1967 sınırları çerçevesinde bağımsız, egemen bir Filistin devletinin kurulması artık ertelenemez. İlk kıblemiz Mescid-i Aksa ve Harem-i Şerif'e yönelik saldırıları da yakından takip ediyoruz. Tüm bunları söylerken Tayyip Erdoğan olarak bu kürsüde hamasetin diliyle konuşmuyorum. Burada tarihimden, ecdadımın vicdanlı duruşundan aldığım cesaretle konuşuyorum. Biz, tarih boyunca daima mazlumun yanında, zalimin ve zulmün karşısında olmuş bir milletiz.

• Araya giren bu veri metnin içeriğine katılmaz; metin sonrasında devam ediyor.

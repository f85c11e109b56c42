//! Random source abstraction for proposal moves.
//!
//! Moves consume randomness through a single primitive: a draw uniform on
//! `[0, 1)`, see [UniformSource]. The sequence and count of draws a move
//! makes is part of its observable contract, so besides the [RngSource]
//! adapter over any [`rand`] generator this module provides
//! [ScriptedSource], which replays an explicit sequence of draws and is
//! the instrument of choice for testing draw-for-draw behavior.

use rand::Rng;
use std::collections::VecDeque;

// =#========================================================================#=
// UNIFORM SOURCE TRAIT
// =#========================================================================#=
/// A source of independent draws uniform on `[0, 1)`.
pub trait UniformSource {
    /// Draws the next value uniformly from `[0, 1)`.
    fn uniform(&mut self) -> f64;
}

// =#========================================================================#=
// RNG SOURCE
// =#========================================================================#=
/// Adapter implementing [UniformSource] on top of any [`rand`] generator.
///
/// # Example
/// ```
/// use rootmove::rng::{RngSource, UniformSource};
/// use rand::SeedableRng;
///
/// let mut source = RngSource(rand::rngs::StdRng::seed_from_u64(42));
/// let draw = source.uniform();
/// assert!((0.0..1.0).contains(&draw));
/// ```
#[derive(Debug, Clone)]
pub struct RngSource<R>(pub R);

impl<R: Rng> UniformSource for RngSource<R> {
    fn uniform(&mut self) -> f64 {
        self.0.gen_range(0.0..1.0)
    }
}

// =#========================================================================#=
// SCRIPTED SOURCE
// =#========================================================================#=
/// A [UniformSource] replaying a fixed sequence of draws.
///
/// # Example
/// ```
/// use rootmove::rng::{ScriptedSource, UniformSource};
///
/// let mut source = ScriptedSource::new([0.5, 0.25]);
/// assert_eq!(source.uniform(), 0.5);
/// assert_eq!(source.uniform(), 0.25);
/// assert_eq!(source.remaining(), 0);
/// ```
#[derive(Debug, Clone)]
pub struct ScriptedSource {
    draws: VecDeque<f64>,
}

impl ScriptedSource {
    /// Creates a source replaying the given draws in order.
    ///
    /// # Arguments
    /// * `draws` - the values to return from [`UniformSource::uniform`],
    ///   each in `[0, 1)`
    ///
    /// # Panics
    /// Panics if any draw lies outside `[0, 1)`.
    pub fn new<I: IntoIterator<Item = f64>>(draws: I) -> Self {
        let draws: VecDeque<f64> = draws.into_iter().collect();
        for &draw in &draws {
            assert!(
                (0.0..1.0).contains(&draw),
                "Scripted draw must lie in [0, 1), got {}",
                draw
            );
        }
        ScriptedSource { draws }
    }

    /// Returns the number of draws not yet consumed.
    pub fn remaining(&self) -> usize {
        self.draws.len()
    }
}

impl UniformSource for ScriptedSource {
    /// # Panics
    /// Panics if the script is exhausted; a move drawing more values than
    /// scripted indicates the test's draw count is wrong.
    fn uniform(&mut self) -> f64 {
        match self.draws.pop_front() {
            Some(draw) => draw,
            None => panic!("Scripted random source ran out of draws"),
        }
    }
}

Bundan 500 yıl önce engizisyondan kaçan Musevilere de Hitler'den kaçan Yahudilere da kucak açtık. Bizim, İsrail halkına yönelik düşmanlığımız yoktur. Müslümanların sırf inançları yüzünden hedef alınmasına nasıl karşıysak, antisemitizme de karşıyız. Sorunumuz zalimle ve zulümledir. Şunu herkes bilsin ki, biz hakkı haykırmaktan çekinmeyiz. Birileri rahatsız olsa da doğruları söylemekten korkmayız. İnşallah sonuna kadar haklının yanında durmaya, doğru bildiklerimizi acı da olsa söylemeye devam edeceğiz.
"MONTRÖ'YÜ TİTİZLİKLE UYGULAYACAĞIZ"
Ukrayna'daki savaş üçüncü yılını bitirirken, barışın tesisinden halen uzaktayız. Silahlanma yarışı hızlandıkça diplomasinin alanı giderek daralıyor. Yine bu süreçte Montrö Boğazlar Sözleşmesi’ni titizlikle uygulamaya devam edeceğiz.
"KIBRIS'TA TECRİT SONA ERMELİ"
Bugün uluslararası toplumu bir kez daha Kuzey Kıbrıs Türk Cumhuriyeti'ni tanımaya, diplomatik, siyasi ve ekonomik ilişkiler kurmaya davet ediyorum. Kıbrıs Türklerinin müktesep hakları olan egemen eşitlik ve eşit uluslararası statüleri yeniden tescil edilmeli, tecrit artık son bulmalıdır."